#### EXERCISE DESCRIPTION
The lines to return begin at the one containing "pub struct NotFoundResponse" and end at the final line of the material; output them exactly and only them.

#### RECORDED DATA
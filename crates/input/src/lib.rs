//! Terminal input module (driver-facing).
//!
//! Maps `crossterm` key and mouse events into driver
//! [`Command`](crate::engine::Command)s. It knows nothing about the screen
//! layout; mouse positions are resolved by a caller-supplied locator.

pub mod map;

pub use tui_snake_engine as engine;
pub use tui_snake_types as types;

pub use map::{handle_key_event, handle_mouse_event, should_quit};
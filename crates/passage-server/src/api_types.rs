//! JSON request and response shapes for the admin API.

use serde::{Deserialize, Serialize};

/// Generic `{success, message}` envelope. Validation and credential
/// failures use it with `success: false` and an HTTP 200; the frontend
/// branches on the flag, not the status code.
#[derive(Debug, Serialize)]
pub struct StatusResponse {
    pub success: bool,
    pub message: String,
}

impl StatusResponse {
    pub fn ok(message: impl Into<String>) -> Self {
        Self {
            success: true,
            message: message.into(),
        }
    }

    pub fn failure(message: impl Into<String>) -> Self {
        Self {
            success: false,
            message: message.into(),
        }
    }
}

/// Response for a successful client insert.
#[derive(Debug, Serialize)]
pub struct CreatedResponse {
    pub success: bool,
    pub id: i64,
    pub message: String,
}

/// Response for the public credentials read.
#[derive(Debug, Serialize)]
pub struct CredentialsResponse {
    pub success: bool,
    pub username: String,
    /// Placeholder length shown by the settings form, not the stored length.
    #[serde(rename = "passwordLength")]
    pub password_length: u32,
}

/// Error shape for a missing client.
#[derive(Debug, Serialize)]
pub struct NotFoundResponse {
    pub error: &'static str,
}

/// Body of `POST /login`.
#[derive(Debug, Deserialize)]
pub struct LoginRequest {
    #[serde(default)]
    pub username: String,
    #[serde(default)]
    pub password: String,
}

/// Body of `POST /api/admin/change-credentials`.
#[derive(Debug, Deserialize)]
#[serde(rename_all = "camelCase")]
pub struct ChangeCredentialsRequest {
    #[serde(default)]
    pub current_password: String,
    #[serde(default)]
    pub new_username: String,
    #[serde(default)]
    pub new_password: String,
}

#### OUTPUT FOR THIS TASK
pub struct NotFoundResponse {
    pub error: &'static str,
}

/// Body of `POST /login`.
#[derive(Debug, Deserialize)]
pub struct LoginRequest {
    #[serde(default)]
    pub username: String,
    #[serde(default)]
    pub password: String,
}

/// Body of `POST /api/admin/change-credentials`.
#[derive(Debug, Deserialize)]
#[serde(rename_all = "camelCase")]
pub struct ChangeCredentialsRequest {
    #[serde(default)]
    pub current_password: String,
    #[serde(default)]
    pub new_username: String,
    #[serde(default)]
    pub new_password: String,
}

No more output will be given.